BACKGROUND: Heart failure (HF) represents one of the most significant health problems worldwide and new and innovative treatments are needed. Aldosterone contributes significantly to HF progression after myocardial infarction (MI) by accelerating adverse cardiac remodeling and ventricular dysfunction. It is produced by the adrenal cortex after angiotensin II (AngII) activation of AngII type 1 receptors (AT1Rs), G protein-coupled receptors (GPCRs) that also signal independently of G proteins. G protein-independent signaling is mediated by betaarrestin (betaarr) -1 and -2. We recently reported that adrenal betaarr1 promotes AT1R-dependent aldosterone production leading to elevated circulating aldosterone levels in vivo.
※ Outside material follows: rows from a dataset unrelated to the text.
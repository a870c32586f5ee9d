//! `gaugesync` -- geyser and tank gauge widget.
//!
//! Mirrors two Home Assistant sensors (water-heater charge and tank
//! level) onto the widget gauges, re-syncing from scratch whenever the
//! hub connection breaks.
//!
//! # Environment variables
//!
//! | Variable                | Required | Default | Description                         |
//! |-------------------------|----------|---------|-------------------------------------|
//! | `HASS_URL`              | yes      | --      | Hub base URL, e.g. `http://host:8123` |
//! | `HASS_TOKEN`            | yes      | --      | Long-lived access token             |
//! | `HEATER_SENSOR_ID`      | yes      | --      | Heater charge entity id             |
//! | `TANK_SENSOR_ID`        | yes      | --      | Tank level entity id                |
//! | `HEATER_WARNING`        | no       | `0`     | Heater warning threshold            |
//! | `HEATER_LOW`            | no       | `0`     | Heater low threshold                |
//! | `TANK_WARNING`          | no       | `0`     | Tank warning threshold              |
//! | `TANK_LOW`              | no       | `0`     | Tank low threshold                  |
//! | `SYNC_RETRY_DELAY_SECS` | no       | `10`    | Seconds between sync cycles         |
//! | `SYNC_RETRY_JITTER_MS`  | no       | `0`     | Max random extra wait               |

use gaugesync_monitor::bootstrap;

use tracing_subscriber::{layer::SubscriberExt, util::SubscriberInitExt};

#[tokio::main]
async fn main() {
    dotenvy::dotenv().ok();

    tracing_subscriber::registry()
        .with(
            tracing_subscriber::EnvFilter::try_from_default_env().unwrap_or_else(|_| {
                "gaugesync_monitor=info,gaugesync_hass=info,gaugesync_widget=info".into()
            }),
        )
        .with(tracing_subscriber::fmt::layer())
        .init();

    let supervisor = match bootstrap::setup().await {
        Ok(supervisor) => supervisor,
        Err(e) => {
            tracing::error!(error = %e, "Could not setup module");
            std::process::exit(1);
        }
    };

    supervisor.run().await;
}
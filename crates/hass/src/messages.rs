//! Home Assistant WebSocket and REST message types.
//!
//! WebSocket frames are JSON objects tagged by a `"type"` field. This
//! module deserializes server frames into a strongly-typed
//! [`ServerMessage`] enum and serializes the two client commands the
//! widget needs.

use serde::{Deserialize, Serialize};

/// Entity state as returned by `GET /api/states` and embedded in
/// `state_changed` events.
#[derive(Debug, Clone, Deserialize)]
pub struct EntityState {
    #[serde(default)]
    pub entity_id: String,
    pub state: String,
}

/// Server-to-client WebSocket messages.
#[derive(Debug, Clone, Deserialize)]
#[serde(tag = "type", rename_all = "snake_case")]
pub enum ServerMessage {
    /// First frame on a new connection; the client must authenticate.
    AuthRequired {
        #[serde(default)]
        ha_version: Option<String>,
    },

    /// The access token was accepted.
    AuthOk {
        #[serde(default)]
        ha_version: Option<String>,
    },

    /// The access token was rejected.
    AuthInvalid {
        #[serde(default)]
        message: Option<String>,
    },

    /// Reply to a numbered command.
    Result {
        id: u64,
        success: bool,
        #[serde(default)]
        error: Option<ResultError>,
    },

    /// An event for an active subscription.
    Event { id: u64, event: EventEnvelope },

    /// Message types the widget does not use (`pong`, ...).
    #[serde(other)]
    Other,
}

/// Error detail attached to a failed command result.
#[derive(Debug, Clone, Deserialize)]
pub struct ResultError {
    pub code: String,
    pub message: String,
}

/// Event payload of an `event` message.
#[derive(Debug, Clone, Deserialize)]
pub struct EventEnvelope {
    pub event_type: String,
    #[serde(default)]
    pub data: StateChangedData,
}

/// Data of a `state_changed` event. Other event types leave it empty.
#[derive(Debug, Clone, Default, Deserialize)]
pub struct StateChangedData {
    #[serde(default)]
    pub entity_id: String,
    /// `None` when the entity was removed.
    #[serde(default)]
    pub new_state: Option<EntityState>,
}

/// Client-to-server WebSocket commands.
#[derive(Debug, Clone, Serialize)]
#[serde(tag = "type", rename_all = "snake_case")]
pub enum ClientMessage<'a> {
    /// Answer to `auth_required`.
    Auth { access_token: &'a str },

    /// Subscribe to one event type on the bus.
    SubscribeEvents { id: u64, event_type: &'a str },
}

/// Parse a WebSocket text frame from the hub.
pub fn parse_message(text: &str) -> Result<ServerMessage, serde_json::Error> {
    serde_json::from_str(text)
}
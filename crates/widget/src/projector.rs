//! Projects sensor readings onto the widget.
//!
//! [`StateProjector::apply`] is called for every reading the hub
//! delivers. Most of them belong to sensors the widget does not show and
//! are ignored; a bound reading is classified and written to its gauge
//! element (and, for the heater, its text readout).

use gaugesync_core::reading::{
    classify_reading, Quantity, ReadingFormatError, SeverityBand, Thresholds,
};

use crate::sink::UiSink;

/// Heater gauge element.
pub const HEATER_GAUGE: &str = "#heat";
/// Heater percentage readout.
pub const HEATER_TEXT: &str = "#geyserText .super";
/// Tank gauge element.
pub const TANK_GAUGE: &str = "#water";

/// Style variable driving the gauge fill height.
pub const PERCENTAGE_VAR: &str = "--percentage";

/// Every class the projector may set; all are cleared before each update.
const SEVERITY_CLASSES: [&str; 2] = ["low", "warning"];

/// Static mapping from a configured sensor id to its UI targets.
#[derive(Debug, Clone)]
pub struct WidgetBinding {
    pub sensor_id: String,
    pub quantity: Quantity,
    pub thresholds: Thresholds,
    pub gauge_selector: &'static str,
    pub text_selector: Option<&'static str>,
}

impl WidgetBinding {
    /// Heater charge binding: `#heat` gauge plus the text readout.
    pub fn heater(sensor_id: impl Into<String>, thresholds: Thresholds) -> Self {
        Self {
            sensor_id: sensor_id.into(),
            quantity: Quantity::Heater,
            thresholds,
            gauge_selector: HEATER_GAUGE,
            text_selector: Some(HEATER_TEXT),
        }
    }

    /// Tank level binding: `#water` gauge only.
    pub fn tank(sensor_id: impl Into<String>, thresholds: Thresholds) -> Self {
        Self {
            sensor_id: sensor_id.into(),
            quantity: Quantity::Tank,
            thresholds,
            gauge_selector: TANK_GAUGE,
            text_selector: None,
        }
    }
}

/// What [`StateProjector::apply`] did with a reading.
#[derive(Debug, Clone, PartialEq)]
pub enum Projection {
    /// No binding for this sensor id.
    Unbound,
    /// Bound, but the value was not numeric; nothing was touched.
    Rejected(ReadingFormatError),
    /// Bound elements were updated.
    Applied {
        band: SeverityBand,
        display: String,
        /// Selectors that could not be located and were skipped.
        missed: Vec<&'static str>,
    },
}

/// Applies classified readings to a [`UiSink`].
pub struct StateProjector<S> {
    bindings: Vec<WidgetBinding>,
    sink: S,
}

impl<S: UiSink> StateProjector<S> {
    pub fn new(bindings: Vec<WidgetBinding>, sink: S) -> Self {
        Self { bindings, sink }
    }

    pub fn sink(&self) -> &S {
        &self.sink
    }

    /// Apply one raw reading. Never fails.
    pub fn apply(&mut self, sensor_id: &str, raw_value: &str) -> Projection {
        let Some(binding) = self.bindings.iter().find(|b| b.sensor_id == sensor_id) else {
            return Projection::Unbound;
        };

        let reading = match classify_reading(binding.quantity, raw_value, &binding.thresholds) {
            Ok(reading) => reading,
            Err(e) => {
                tracing::trace!(sensor_id, error = %e, "Dropping reading");
                return Projection::Rejected(e);
            }
        };

        let mut missed = Vec::new();

        match self.sink.query_selector(binding.gauge_selector) {
            Some(gauge) => {
                gauge.set_style_property(PERCENTAGE_VAR, &reading.gauge);
                for class in SEVERITY_CLASSES {
                    gauge.remove_class(class);
                }
                if let Some(class) = reading.band.css_class() {
                    gauge.add_class(class);
                }
            }
            None => missed.push(binding.gauge_selector),
        }

        if let Some(selector) = binding.text_selector {
            match self.sink.query_selector(selector) {
                Some(text) => text.set_text_content(&reading.display),
                None => missed.push(selector),
            }
        }

        if !missed.is_empty() {
            tracing::trace!(sensor_id, ?missed, "Skipped unrendered elements");
        }
        tracing::debug!(
            sensor_id,
            band = ?reading.band,
            value = %reading.display,
            "Reading applied",
        );

        Projection::Applied {
            band: reading.band,
            display: reading.display,
            missed,
        }
    }
}
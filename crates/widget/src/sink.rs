//! UI sink capability.

/// Mutations the projector performs on a located element.
pub trait UiElement {
    /// Set a CSS custom property in the element's inline style.
    fn set_style_property(&mut self, name: &str, value: &str);

    fn add_class(&mut self, class: &str);

    fn remove_class(&mut self, class: &str);

    fn set_text_content(&mut self, text: &str);
}

/// Element lookup by CSS selector.
pub trait UiSink {
    /// Locate the element matching `selector`, `None` if it is not rendered.
    fn query_selector(&mut self, selector: &str) -> Option<&mut dyn UiElement>;
}
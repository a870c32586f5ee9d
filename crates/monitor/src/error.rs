use gaugesync_hass::HubError;
use gaugesync_widget::document::AssetError;

use crate::config::ConfigError;

/// Unrecoverable startup failures. The process logs one and exits.
#[derive(Debug, thiserror::Error)]
pub enum SetupError {
    #[error("Could not parse config: {0}")]
    Config(#[from] ConfigError),

    #[error("Could not load widget assets: {0}")]
    Assets(#[from] AssetError),

    #[error("Could not create hub client: {0}")]
    Client(#[source] HubError),

    #[error("Could not connect to home assistant: {0}")]
    Unreachable(#[source] HubError),
}

/// A failed sync cycle. The supervisor logs it and starts over.
#[derive(Debug, thiserror::Error)]
pub enum CycleError {
    /// The baseline state pull failed.
    #[error("getting states: {0}")]
    Baseline(#[source] HubError),

    /// The event connection could not be opened.
    #[error("calling listen: {0}")]
    Connect(#[source] HubError),

    /// The event connection failed while streaming.
    #[error("listening for event: {0}")]
    Stream(#[source] HubError),
}

impl CycleError {
    /// Short name of the operation that failed, for log fields.
    pub fn operation(&self) -> &'static str {
        match self {
            Self::Baseline(_) => "sync_states",
            Self::Connect(_) => "open_event_stream",
            Self::Stream(_) => "next_changed_state",
        }
    }
}
//! The hub seam consumed by the sync engine.
//!
//! [`HubClient`] and [`EventStream`] are implemented by
//! [`HassClient`](crate::client::HassClient) for a live hub and by
//! in-memory fakes in tests.

use std::future::Future;

use crate::error::HubError;

/// Event type carried by every entity state change.
pub const STATE_CHANGED: &str = "state_changed";

/// Current state of one entity as reported by a full state pull.
#[derive(Debug, Clone, PartialEq, Eq)]
pub struct SensorReading {
    /// Entity id, e.g. `sensor.geyser_charge`.
    pub id: String,
    /// Raw state string; numeric sensors report a decimal number.
    pub value: String,
}

/// One event delivered on the live event connection.
#[derive(Debug, Clone, PartialEq, Eq)]
pub struct ChangeEvent {
    pub event_type: String,
    pub entity_id: String,
    /// New raw state, empty when the entity was removed.
    pub new_value: String,
}

/// Request/response side of the hub.
pub trait HubClient: Send + Sync {
    /// Live event connection type returned by [`open_event_stream`](Self::open_event_stream).
    type Stream: EventStream;

    /// Verify the hub is reachable and accepts the token.
    fn check_api(&self) -> impl Future<Output = Result<(), HubError>> + Send;

    /// Fetch the current state of every entity in `domain`.
    fn fetch_readings(
        &self,
        domain: &str,
    ) -> impl Future<Output = Result<Vec<SensorReading>, HubError>> + Send;

    /// Open a live connection subscribed to state changes.
    fn open_event_stream(&self) -> impl Future<Output = Result<Self::Stream, HubError>> + Send;
}

/// An open live-event connection.
///
/// [`close`](Self::close) consumes the handle so it can only be released once.
pub trait EventStream: Send {
    /// Wait for the next event.
    fn next_changed_state(&mut self) -> impl Future<Output = Result<ChangeEvent, HubError>> + Send;

    /// Close the connection.
    fn close(self) -> impl Future<Output = Result<(), HubError>> + Send;
}
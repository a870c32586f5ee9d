//! Process setup: config, assets, hub client, reachability check.
//!
//! Every failure here is a [`SetupError`] and ends the process.

use gaugesync_hass::HassClient;
use gaugesync_widget::{assets, Document, StateProjector};

use crate::config::MonitorConfig;
use crate::engine::SyncEngine;
use crate::error::SetupError;
use crate::supervisor::{Supervisor, TokioSleeper};

/// Supervisor wired to a live hub and the embedded widget document.
pub type LiveSupervisor = Supervisor<HassClient, Document, TokioSleeper>;

/// Load config from the environment and build a ready supervisor.
pub async fn setup() -> Result<LiveSupervisor, SetupError> {
    let config = MonitorConfig::from_env()?;
    setup_with(&config).await
}

/// Build a ready supervisor from an already loaded config.
pub async fn setup_with(config: &MonitorConfig) -> Result<LiveSupervisor, SetupError> {
    tracing::info!(
        module = env!("CARGO_PKG_NAME"),
        version = env!("CARGO_PKG_VERSION"),
        "Loading module",
    );

    let document = assets::mount()?;
    let projector = StateProjector::new(config.bindings(), document);

    let hub = HassClient::new(&config.hub_url, config.auth_token.clone())
        .map_err(SetupError::Client)?;

    tracing::info!(
        hub_url = %config.hub_url,
        heater = %config.heater_sensor_id,
        tank = %config.tank_sensor_id,
        "Connecting to hub",
    );

    Supervisor::start(
        SyncEngine::new(hub, projector),
        TokioSleeper,
        config.retry.clone(),
    )
    .await
}
//! Durable per-user token storage.
//!
//! One [`CredentialRecord`] exists per user identity. The store owns every
//! persisted record; callers re-read before deciding anything and never keep a
//! copy across calls.
//!
//! # Architecture
//!
//! ```text
//! ┌─────────────────────────────────────────┐
//! │       TokenStore (trait)                 │
//! │  - put (upsert) / get / update           │
//! │  - conditional update on expires_at      │
//! └─────────────────────────────────────────┘
//!          ↓                    ↑
//!       (seal)               (open)
//!          ↓                    ↑
//! ┌─────────────────────────────────────────┐
//! │       CredentialStore (SQLite)           │
//! │  - one row per user_identity             │
//! │  - AES-256-GCM sealed token columns      │
//! └─────────────────────────────────────────┘
//! ```
//!
//! # Usage
//!
//! ```no_run
//! use tokenbroker::credentials::{CredentialRecord, CredentialStore, TokenStore};
//!
//! # fn main() -> anyhow::Result<()> {
//! let encryption_key = std::env::var("TOKENBROKER_ENCRYPTION_KEY")?;
//! let store = CredentialStore::new("tokens.db", &encryption_key)?;
//!
//! store.put(&CredentialRecord::new(
//!     "42",
//!     "access-token",
//!     1_700_003_600,
//!     "user-read-email",
//!     Some("refresh-token".to_string()),
//! ))?;
//!
//! let record = store.get("42")?;
//! println!("expires at {}", record.expires_at);
//! # Ok(())
//! # }
//! ```

use serde::{Deserialize, Serialize};

mod encryption;
mod storage;

pub use encryption::TokenCipher;
pub use storage::CredentialStore;

/// Persisted access/refresh token bundle for one user identity.
#[derive(Clone, Debug, PartialEq, Eq, Serialize, Deserialize)]
pub struct CredentialRecord {
    /// Primary lookup key
    pub user_identity: String,

    /// Bearer token for downstream API calls
    pub access_token: String,

    /// Epoch seconds after which `access_token` must not be used
    pub expires_at: i64,

    /// Space-delimited granted permissions (informational)
    pub scope: String,

    /// Credential for minting new access tokens. `None` when the provider
    /// never issued one or it was invalidated.
    pub refresh_token: Option<String>,
}

impl CredentialRecord {
    /// Builds a record, treating an empty refresh token as absent.
    pub fn new(
        user_identity: impl Into<String>,
        access_token: impl Into<String>,
        expires_at: i64,
        scope: impl Into<String>,
        refresh_token: Option<String>,
    ) -> Self {
        Self {
            user_identity: user_identity.into(),
            access_token: access_token.into(),
            expires_at,
            scope: scope.into(),
            refresh_token: refresh_token.filter(|token| !token.is_empty()),
        }
    }

    /// Whether the record carries a usable refresh token.
    pub fn has_refresh_token(&self) -> bool {
        self.refresh_token.as_deref().is_some_and(|t| !t.is_empty())
    }
}

/// Mutable fields overwritten by a successful refresh.
#[derive(Clone, Debug, PartialEq, Eq)]
pub struct TokenUpdate {
    pub access_token: String,
    pub expires_at: i64,
    pub refresh_token: Option<String>,
    /// Left unchanged when `None`
    pub scope: Option<String>,
}

/// Token store errors
#[derive(Debug)]
pub enum StoreError {
    /// No record exists for the identity
    NotFound(String),
    /// Database or encryption failure
    Backend(anyhow::Error),
}

impl std::fmt::Display for StoreError {
    fn fmt(&self, f: &mut std::fmt::Formatter<'_>) -> std::fmt::Result {
        match self {
            StoreError::NotFound(user) => write!(f, "No credential stored for user '{}'", user),
            StoreError::Backend(e) => write!(f, "Token store failure: {:#}", e),
        }
    }
}

impl std::error::Error for StoreError {}

impl From<anyhow::Error> for StoreError {
    fn from(e: anyhow::Error) -> Self {
        StoreError::Backend(e)
    }
}

/// Keyed storage for one [`CredentialRecord`] per user identity.
///
/// Every write is atomic with respect to concurrent reads of the same
/// identity: a reader sees either the old record or the new one.
pub trait TokenStore: Send + Sync {
    /// Inserts a record, replacing any existing record for the same identity.
    fn put(&self, record: &CredentialRecord) -> Result<(), StoreError>;

    /// Reads the record for `user_identity`.
    fn get(&self, user_identity: &str) -> Result<CredentialRecord, StoreError>;

    /// Overwrites the mutable fields of an existing record.
    fn update(&self, user_identity: &str, update: &TokenUpdate) -> Result<(), StoreError>;

    /// Like [`TokenStore::update`], but only applies when the stored
    /// `expires_at` still equals `expected_expires_at`.
    ///
    /// Returns `Ok(false)` when another writer got there first.
    fn update_if_current(
        &self,
        user_identity: &str,
        expected_expires_at: i64,
        update: &TokenUpdate,
    ) -> Result<bool, StoreError>;

    /// Drops the refresh token if `expires_at` still equals
    /// `expected_expires_at`, leaving every other field untouched.
    fn clear_refresh_token(
        &self,
        user_identity: &str,
        expected_expires_at: i64,
    ) -> Result<bool, StoreError>;
}

#[cfg(test)]
mod tests {
    use super::*;

    #[test]
    fn test_empty_refresh_token_is_absent() {
        let record = CredentialRecord::new("1", "access", 10, "scope", Some(String::new()));
        assert_eq!(record.refresh_token, None);
        assert!(!record.has_refresh_token());

        let record = CredentialRecord::new("1", "access", 10, "scope", Some("r".to_string()));
        assert!(record.has_refresh_token());
    }

    #[test]
    fn test_store_error_display() {
        let err = StoreError::NotFound("42".to_string());
        assert_eq!(err.to_string(), "No credential stored for user '42'");
    }
}
use anyhow::{Context, Result};

pub const CLIENT_ID_VAR: &str = "TOKENBROKER_CLIENT_ID";
pub const CLIENT_SECRET_VAR: &str = "TOKENBROKER_CLIENT_SECRET";
pub const ENCRYPTION_KEY_VAR: &str = "TOKENBROKER_ENCRYPTION_KEY";

/// Credentials that never live in the config file.
#[derive(Clone)]
pub struct Secrets {
    pub client_id: String,
    pub client_secret: String,
    /// Base64-encoded 32-byte master key for the token store
    pub encryption_key: String,
}

impl std::fmt::Debug for Secrets {
    fn fmt(&self, f: &mut std::fmt::Formatter<'_>) -> std::fmt::Result {
        f.debug_struct("Secrets")
            .field("client_id", &self.client_id)
            .field("client_secret", &"<redacted>")
            .field("encryption_key", &"<redacted>")
            .finish()
    }
}

impl Secrets {
    /// Read all secrets from the process environment.
    pub fn from_env() -> Result<Self> {
        Self::from_lookup(|name| std::env::var(name).ok())
    }

    /// Read all secrets through `lookup`. Empty values count as missing.
    pub fn from_lookup<F>(lookup: F) -> Result<Self>
    where
        F: Fn(&str) -> Option<String>,
    {
        let require = |name: &str| {
            lookup(name)
                .filter(|value| !value.trim().is_empty())
                .with_context(|| format!("{} is required", name))
        };

        Ok(Self {
            client_id: require(CLIENT_ID_VAR)?,
            client_secret: require(CLIENT_SECRET_VAR)?,
            encryption_key: require(ENCRYPTION_KEY_VAR)
                .context("Token store needs a base64-encoded 32-byte key")?,
        })
    }
}

#[cfg(test)]
mod tests {
    use super::*;
    use std::collections::HashMap;

    fn lookup_from(vars: &[(&str, &str)]) -> impl Fn(&str) -> Option<String> {
        let vars: HashMap<String, String> = vars
            .iter()
            .map(|(k, v)| (k.to_string(), v.to_string()))
            .collect();
        move |name| vars.get(name).cloned()
    }

    #[test]
    fn test_all_secrets_present() {
        let secrets = Secrets::from_lookup(lookup_from(&[
            (CLIENT_ID_VAR, "client"),
            (CLIENT_SECRET_VAR, "shh"),
            (ENCRYPTION_KEY_VAR, "a2V5"),
        ]))
        .unwrap();

        assert_eq!(secrets.client_id, "client");
        assert_eq!(secrets.client_secret, "shh");
        assert!(!format!("{:?}", secrets).contains("shh"));
    }

    #[test]
    fn test_missing_secret_is_named() {
        let err = Secrets::from_lookup(lookup_from(&[(CLIENT_ID_VAR, "client")])).unwrap_err();
        assert!(err.to_string().contains(CLIENT_SECRET_VAR));
    }

    #[test]
    fn test_blank_secret_is_missing() {
        let result = Secrets::from_lookup(lookup_from(&[
            (CLIENT_ID_VAR, "  "),
            (CLIENT_SECRET_VAR, "shh"),
            (ENCRYPTION_KEY_VAR, "a2V5"),
        ]));
        assert!(result.is_err());
    }
}
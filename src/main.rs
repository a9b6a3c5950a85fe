use anyhow::{Context, Result};
use std::sync::Arc;
use tokenbroker::api::{cors_layer, create_auth_router, AuthAppState};
use tokenbroker::config::{load_config_or_default, Secrets};
use tokenbroker::credentials::CredentialStore;
use tokenbroker::lifecycle::TokenLifecycleManager;
use tokenbroker::oauth::{run_state_cleanup, HttpExchangeClient, StateManager};
use tracing::info;

#[tokio::main]
async fn main() -> Result<()> {
    // Initialize tracing subscriber
    tracing_subscriber::fmt()
        .with_env_filter(
            tracing_subscriber::EnvFilter::try_from_default_env()
                .unwrap_or_else(|_| "tokenbroker=info".into()),
        )
        .init();

    info!("Token broker starting...");

    let config_path =
        std::env::var("TOKENBROKER_CONFIG").unwrap_or_else(|_| "tokenbroker.toml".to_string());
    let config = load_config_or_default(&config_path)?;
    let secrets = Secrets::from_env()?;

    info!(
        config_path = %config_path,
        store_path = %config.store.path,
        token_url = %config.provider.token_url,
        port = config.server.port,
        "Configuration loaded"
    );

    let provider = Arc::new(config.provider_config(&secrets));

    let store = Arc::new(
        CredentialStore::new(&config.store.path, &secrets.encryption_key)
            .context("Failed to initialize token store")?,
    );
    info!("Token store initialized");

    let exchange = Arc::new(
        HttpExchangeClient::new(Arc::clone(&provider), config.provider.timeout())
            .context("Failed to initialize exchange client")?,
    );

    let lifecycle = Arc::new(
        TokenLifecycleManager::new(store, exchange)
            .with_exchange_timeout(config.provider.timeout()),
    );

    let state_manager = StateManager::new(config.server.state_expiry_seconds);
    tokio::spawn(run_state_cleanup(
        state_manager.clone(),
        config.server.state_cleanup_interval_seconds.max(1),
    ));

    let mut router = create_auth_router(AuthAppState {
        lifecycle,
        provider,
        state_manager,
        post_authorize_redirect: config.server.post_authorize_redirect.clone(),
    });
    if let Some(origin) = &config.server.cors_origin {
        router = router.layer(cors_layer(origin)?);
        info!(origin = %origin, "CORS enabled");
    }

    let listener = tokio::net::TcpListener::bind(format!("0.0.0.0:{}", config.server.port))
        .await
        .context("Failed to bind API port")?;
    info!(port = config.server.port, "Token broker listening");

    axum::serve(listener, router)
        .with_graceful_shutdown(async {
            if let Err(e) = tokio::signal::ctrl_c().await {
                tracing::error!(error = %e, "Failed to listen for ctrl_c signal");
            }
            info!("Shutdown signal received");
        })
        .await
        .context("API server error")?;

    info!("Token broker stopped");
    Ok(())
}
METHODS: Adrenal-targeted, adenoviral-mediated gene delivery in vivo in two-week post-MI rats, a time point around which circulating aldosterone significantly increases to accelerate HF progression, was performed to either increase the expression of adrenal betaarr1 or inhibit its function via expression of a betaarr1 C-terminal-derived peptide fragment.

RESULTS: We found that adrenal betaarr1 overexpression promotes aldosterone elevation post-MI, resulting in accelerated cardiac adverse remodeling and deterioration of ventricular function. Importantly, these detrimental effects of aldosterone are prevented when adrenal betaarr1 is inhibited in vivo, which markedly decreases circulating aldosterone post-MI. Finally, the prototypic AT1R antagonist losartan appears unable to lower this adrenal betaarr1-driven aldosterone elevation.

CONCLUSIONS: Adrenal betaarr1 inhibition, either directly or with AT1R “biased” antagonists that prevent receptor-betaarr1 coupling, might be of therapeutic value for curbing HF-exacerbating hyperaldosteronism.